City officials say there is no end in sight, blaming the ongoing problem on the side effects of the drought that began earlier this year, continued fluctuation in temperatures and an aging infrastructure.
"This is kind of a perfect storm," said Marty Stegeman, the interim director of Central Services.
Stegeman said the drought has eroded the base -- the dirt that surrounds the water pipes below the surface -- which has left them unstable and vulnerable to the continued vibration from the surface traffic on city streets.
The wide of range of temperatures in recent weeks has also created havoc by contracting and expanding the vulnerable pipes.
And, rounding out the trifecta, the city's aging infrastructure only compounds the problem.
"There is very little we can do, except to react (when the mains break)," Stegeman said. "Most of the water lines are between 50 and 100 years old."
Add to the mix any snowfall -- such as Monday's -- that must be removed from city streets, which requires additional time and staff members.
"Our manpower is being pulled at both ends," Stegeman said.
Stegeman said two crews worked for more than 26 hours over the weekend on a break just north of 30th and Broadway, an area that remains closed.
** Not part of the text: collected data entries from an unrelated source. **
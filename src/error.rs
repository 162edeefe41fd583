// Copyright (C) 2026  Caprica Software Limited
//
// This program is free software: you can redistribute it and/or modify
// it under the terms of the GNU General Public License as published by
// the Free Software Foundation, either version 3 of the License, or
// (at your option) any later version.
//
// This program is distributed in the hope that it will be useful,
// but WITHOUT ANY WARRANTY; without even the implied warranty of
// MERCHANTABILITY or FITNESS FOR A PARTICULAR PURPOSE.  See the
// GNU General Public License for more details.
//
// You should have received a copy of the GNU General Public License
// along with this program.  If not, see <https://www.gnu.org/licenses/>.

//! Error types for the caching layer.
//!
//! Failures fall into a small number of recoverable kinds. A broken or
//! missing database surfaces as [`CacheError::StoreUnavailable`] and the
//! facade degrades to an uncached session instead of propagating it to the
//! host. Artwork conversion failures surface as
//! [`CacheError::ArtConversion`] and are recovered with a placeholder
//! image. Per-record failures inside a write batch are reported as counts,
//! not errors; see [`crate::model::BatchReport`].

use thiserror::Error;

/// Convenience alias used throughout the crate.
pub type Result<T> = std::result::Result<T, CacheError>;

/// Failures that the caching layer can report.
#[derive(Debug, Error)]
pub enum CacheError {
    /// The SQLite store could not be opened, or a previously working
    /// connection has become unusable. Every store operation reports this
    /// kind; callers treat it as "empty cache" rather than a hard stop.
    #[error("metadata store unavailable: {source}")]
    StoreUnavailable {
        #[source]
        source: rusqlite::Error,
    },

    /// An embedded artwork payload was missing, malformed, or could not be
    /// read from the file. Recovered with the shared placeholder blob.
    #[error("artwork conversion failed for {id}")]
    ArtConversion { id: String },
}

impl From<rusqlite::Error> for CacheError {
    fn from(source: rusqlite::Error) -> Self {
        CacheError::StoreUnavailable { source }
    }
}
Crews were then almost immediately dispatched to another area of town to combat a similar problem.
On Monday, another water main broke at 110 N. Front. Service was interrupted for about seven hours, affecting customers on Front Street from Maine to Broadway.
Stegeman said overtime pay is becoming an issue, but there is little that can be done because the breaks must be fixed.
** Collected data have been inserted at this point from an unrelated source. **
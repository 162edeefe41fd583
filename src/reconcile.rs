// Copyright (C) 2026  Caprica Software Limited
//
// This program is free software: you can redistribute it and/or modify
// it under the terms of the GNU General Public License as published by
// the Free Software Foundation, either version 3 of the License, or
// (at your option) any later version.
//
// This program is distributed in the hope that it will be useful,
// but WITHOUT ANY WARRANTY; without even the implied warranty of
// MERCHANTABILITY or FITNESS FOR A PARTICULAR PURPOSE.  See the
// GNU General Public License for more details.
//
// You should have received a copy of the GNU General Public License
// along with this program.  If not, see <https://www.gnu.org/licenses/>.

//! Cache-to-filesystem reconciliation.
//!
//! One pass over a complete filesystem listing classifies every file as
//! new, modified, or unchanged relative to the cache, and every cached
//! record without an on-disk counterpart as deleted. Only new and
//! modified files are re-parsed; everything else is served from the
//! cache untouched.
//!
//! Deletion detection is only sound against a complete listing. When the
//! enumerator reports [`Listing::Unknown`] the pass classifies nothing:
//! treating an unavailable listing as "no files on disk" would cascade
//! into wiping the whole cache.

use std::collections::{HashMap, HashSet};

use tracing::{debug, info, warn};

use crate::error::Result;
use crate::model::{FileIdentity, LibraryDiff, Listing, TrackRecord};
use crate::scan::tags::TagReader;
use crate::store::MetadataStore;

/// Computes the diff between cached records and a filesystem listing.
///
/// Pure classification only; applying the diff is the driver's job. An
/// `Unknown` listing always yields an empty diff, for any cache.
pub fn reconcile(cached: &[TrackRecord], listing: &Listing) -> LibraryDiff {
    let Listing::Complete(current) = listing else {
        return LibraryDiff::default();
    };

    let cached_by_id: HashMap<&str, &TrackRecord> =
        cached.iter().map(|r| (r.id.as_str(), r)).collect();

    let mut diff = LibraryDiff::default();
    let mut seen: HashSet<&str> = HashSet::with_capacity(current.len());

    for file in current {
        seen.insert(file.path.as_str());

        match cached_by_id.get(file.path.as_str()) {
            None => diff.new_ids.push(file.path.clone()),
            Some(record) if is_stale(record, file) => diff.modified_ids.push(file.path.clone()),
            Some(_) => {}
        }
    }

    for record in cached {
        if !seen.contains(record.id.as_str()) {
            diff.deleted_ids.push(record.id.clone());
        }
    }

    diff
}

/// A cached record is stale when the file changed under it: a strictly
/// newer modification time, or a size that no longer matches.
fn is_stale(cached: &TrackRecord, observed: &FileIdentity) -> bool {
    if observed.mtime_millis > cached.mtime_millis {
        return true;
    }

    matches!(cached.size_bytes, Some(size) if observed.size_bytes != size)
}

/// Runs one full reconciliation pass against the store.
///
/// Deleted records are removed first; new and modified files then go to
/// the tag reader in one ordered batch, and the parsed results are
/// written back with a refreshed `cached_at_millis`. The favorite flag
/// survives a refresh. With no store (uncached fallback) the diff is
/// still computed and returned so the update notification fires, but
/// nothing persists.
///
/// # Errors
///
/// Store failures mid-pass are reported to the caller; the records
/// already applied stay applied.
pub(crate) fn run_pass(
    mut store: Option<&mut MetadataStore>,
    listing: &Listing,
    tag_reader: &dyn TagReader,
    now_millis: i64,
) -> Result<LibraryDiff> {
    let cached = match store.as_ref() {
        Some(store) => store.all_records()?,
        None => vec![],
    };

    let diff = reconcile(&cached, listing);

    let Listing::Complete(current) = listing else {
        info!("enumeration unavailable, nothing reconciled");
        return Ok(diff);
    };

    if !diff.deleted_ids.is_empty()
        && let Some(store) = store.as_mut()
    {
        let removed = store.delete_many(&diff.deleted_ids)?;
        debug!(removed, "removed records for deleted files");
    }

    let changed: HashSet<&str> = diff
        .new_ids
        .iter()
        .chain(diff.modified_ids.iter())
        .map(String::as_str)
        .collect();

    if !changed.is_empty() {
        let to_read: Vec<FileIdentity> = current
            .iter()
            .filter(|f| changed.contains(f.path.as_str()))
            .cloned()
            .collect();

        let favorites: HashMap<&str, bool> =
            cached.iter().map(|r| (r.id.as_str(), r.favorite)).collect();

        let mut records = Vec::with_capacity(to_read.len());
        for scanned in tag_reader.read_batch(&to_read) {
            // The raw artwork payload is not persisted; art blobs are
            // materialized lazily on first access, keyed by album and
            // artist.
            let mut record = scanned.record;
            record.cached_at_millis = now_millis;
            record.favorite = favorites
                .get(record.id.as_str())
                .copied()
                .unwrap_or(false);
            records.push(record);
        }

        if let Some(store) = store.as_mut() {
            let report = store.set_many(&records)?;
            if report.failed > 0 {
                warn!(
                    failed = report.failed,
                    applied = report.applied,
                    "some records could not be cached"
                );
            }
        }
    }

    if let Some(store) = store.as_mut() {
        store.refresh_totals(now_millis)?;
    }

    Ok(diff)
}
Quincy is not alone in experiencing trouble with its water lines.
Water main breaks are being reported across the Midwest, specifically in areas hardest hit by drought.
"I have never seen anything like this," said Director of Utilities David Kent, who has been dealing with such problems for more than 39 years.
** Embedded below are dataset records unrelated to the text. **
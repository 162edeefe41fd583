// Copyright (C) 2026  Caprica Software Limited
//
// This program is free software: you can redistribute it and/or modify
// it under the terms of the GNU General Public License as published by
// the Free Software Foundation, either version 3 of the License, or
// (at your option) any later version.
//
// This program is distributed in the hope that it will be useful,
// but WITHOUT ANY WARRANTY; without even the implied warranty of
// MERCHANTABILITY or FITNESS FOR A PARTICULAR PURPOSE.  See the
// GNU General Public License for more details.
//
// You should have received a copy of the GNU General Public License
// along with this program.  If not, see <https://www.gnu.org/licenses/>.

//! Cache configuration.
//!
//! This module manages the persistent configuration file for the caching
//! layer.

use serde::{Deserialize, Serialize};

const CONFIG_NAME: &str = "choolib";

const DEFAULT_DATABASE_FILE: &str = "library.db";

#[derive(Serialize, Deserialize, Debug, Clone)]
pub struct CacheConfig {
    pub version: u32,
    /// Root directories scanned for media files.
    pub media_dirs: Vec<String>,
    /// Path of the SQLite database file backing the metadata store.
    pub database_file: String,
    /// File extensions considered media files, lowercase, without the dot.
    pub audio_extensions: Vec<String>,
}

impl Default for CacheConfig {
    fn default() -> Self {
        Self {
            version: 1,
            media_dirs: vec![],
            database_file: DEFAULT_DATABASE_FILE.to_string(),
            audio_extensions: ["mp3", "flac", "ogg", "m4a", "wav"]
                .iter()
                .map(|s| s.to_string())
                .collect(),
        }
    }
}

pub fn load_config() -> CacheConfig {
    confy::load(CONFIG_NAME, None).unwrap_or_default()
}

pub fn save_config(cfg: &CacheConfig) -> Result<(), confy::ConfyError> {
    confy::store(CONFIG_NAME, None, cfg)
}
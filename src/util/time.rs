// Copyright (C) 2026  Caprica Software Limited
//
// This program is free software: you can redistribute it and/or modify
// it under the terms of the GNU General Public License as published by
// the Free Software Foundation, either version 3 of the License, or
// (at your option) any later version.
//
// This program is distributed in the hope that it will be useful,
// but WITHOUT ANY WARRANTY; without even the implied warranty of
// MERCHANTABILITY or FITNESS FOR A PARTICULAR PURPOSE.  See the
// GNU General Public License for more details.
//
// You should have received a copy of the GNU General Public License
// along with this program.  If not, see <https://www.gnu.org/licenses/>.

use std::time::{SystemTime, UNIX_EPOCH};

/// Current wall-clock time in milliseconds since the Unix epoch.
pub fn now_millis() -> i64 {
    millis_since_epoch(SystemTime::now())
}

/// Converts a [`SystemTime`] to milliseconds since the Unix epoch.
///
/// Timestamps before the epoch clamp to zero; such values only occur with
/// a badly skewed clock and are harmless for staleness comparison.
pub fn millis_since_epoch(time: SystemTime) -> i64 {
    time.duration_since(UNIX_EPOCH)
        .map(|d| i64::try_from(d.as_millis()).unwrap_or(i64::MAX))
        .unwrap_or(0)
}
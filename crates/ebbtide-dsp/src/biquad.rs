use std::f32::consts::{FRAC_1_SQRT_2, PI};

const TWO_PI: f32 = PI * 2.0;

pub const MIN_CUTOFF_HZ: f32 = 20.0;

/// Clamps a cutoff into the usable band below Nyquist.
#[inline]
pub fn clamp_cutoff(sample_rate: f32, cutoff_hz: f32) -> f32 {
    cutoff_hz.clamp(MIN_CUTOFF_HZ, 0.45 * sample_rate.max(1.0))
}

/// Normalized biquad coefficients (a0 divided out).
#[derive(Clone, Copy, Debug)]
pub struct BiquadCoeffs {
    pub b0: f32,
    pub b1: f32,
    pub b2: f32,
    pub a1: f32,
    pub a2: f32,
}

impl BiquadCoeffs {
    pub fn identity() -> Self {
        Self {
            b0: 1.0,
            b1: 0.0,
            b2: 0.0,
            a1: 0.0,
            a2: 0.0,
        }
    }

    pub fn low_pass(sample_rate: f32, cutoff_hz: f32) -> Self {
        Self::low_pass_q(sample_rate, cutoff_hz, FRAC_1_SQRT_2)
    }

    pub fn low_pass_q(sample_rate: f32, cutoff_hz: f32, q: f32) -> Self {
        let (cos, alpha) = warp(sample_rate, cutoff_hz, q);
        let b1 = 1.0 - cos;
        let b0 = b1 * 0.5;
        Self::normalized(b0, b1, b0, 1.0 + alpha, -2.0 * cos, 1.0 - alpha)
    }

    pub fn high_pass(sample_rate: f32, cutoff_hz: f32) -> Self {
        Self::high_pass_q(sample_rate, cutoff_hz, FRAC_1_SQRT_2)
    }

    pub fn high_pass_q(sample_rate: f32, cutoff_hz: f32, q: f32) -> Self {
        let (cos, alpha) = warp(sample_rate, cutoff_hz, q);
        let b0 = (1.0 + cos) * 0.5;
        let b1 = -(1.0 + cos);
        Self::normalized(b0, b1, b0, 1.0 + alpha, -2.0 * cos, 1.0 - alpha)
    }

    pub fn all_pass(sample_rate: f32, cutoff_hz: f32, q: f32) -> Self {
        let (cos, alpha) = warp(sample_rate, cutoff_hz, q);
        Self::normalized(
            1.0 - alpha,
            -2.0 * cos,
            1.0 + alpha,
            1.0 + alpha,
            -2.0 * cos,
            1.0 - alpha,
        )
    }

    fn normalized(b0: f32, b1: f32, b2: f32, a0: f32, a1: f32, a2: f32) -> Self {
        let inv_a0 = 1.0 / a0.max(1.0e-6);
        Self {
            b0: b0 * inv_a0,
            b1: b1 * inv_a0,
            b2: b2 * inv_a0,
            a1: a1 * inv_a0,
            a2: a2 * inv_a0,
        }
    }
}

#[inline]
fn warp(sample_rate: f32, cutoff_hz: f32, q: f32) -> (f32, f32) {
    let rate = sample_rate.max(1.0);
    let cutoff = clamp_cutoff(rate, cutoff_hz);
    let omega = TWO_PI * (cutoff / rate);
    let alpha = omega.sin() / (2.0 * q.max(0.05));
    (omega.cos(), alpha)
}

/// A single IIR stage: coefficients plus transposed direct form II state.
#[derive(Clone, Copy, Debug)]
pub struct Biquad {
    coeffs: BiquadCoeffs,
    z1: f32,
    z2: f32,
}

impl Biquad {
    pub fn new(coeffs: BiquadCoeffs) -> Self {
        Self {
            coeffs,
            z1: 0.0,
            z2: 0.0,
        }
    }

    /// Swaps coefficients while keeping the filter state, so a retune does
    /// not restart the stage.
    pub fn set_coeffs(&mut self, coeffs: BiquadCoeffs) {
        self.coeffs = coeffs;
    }

    pub fn reset(&mut self) {
        self.z1 = 0.0;
        self.z2 = 0.0;
    }

    #[inline]
    pub fn process(&mut self, input: f32) -> f32 {
        let output = self.coeffs.b0 * input + self.z1;
        self.z1 = self.coeffs.b1 * input - self.coeffs.a1 * output + self.z2;
        self.z2 = self.coeffs.b2 * input - self.coeffs.a2 * output;
        output
    }
}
Kent said he has been monitoring the situations in other areas and the same reasons are to blame -- the drought and fluctuating temperatures.
"Moline had six beaks in one day, and in St. Louis County, they are averaging more than 20 a day," he said.
Missouri American Water Co. spokeswoman Ann Dettmer also placed a large part of the blame on the drought.
"There's not a lot of moisture in the soil, so any movement in the pipes is more likely to cause a break," Dettmer told radio station KMOX-AM 1120 in St. Louis.
Kent asked residents to be patient.
"We have full-time crews doing their due diligence, but most of the time it will take six to eight hours to fix a break," he said.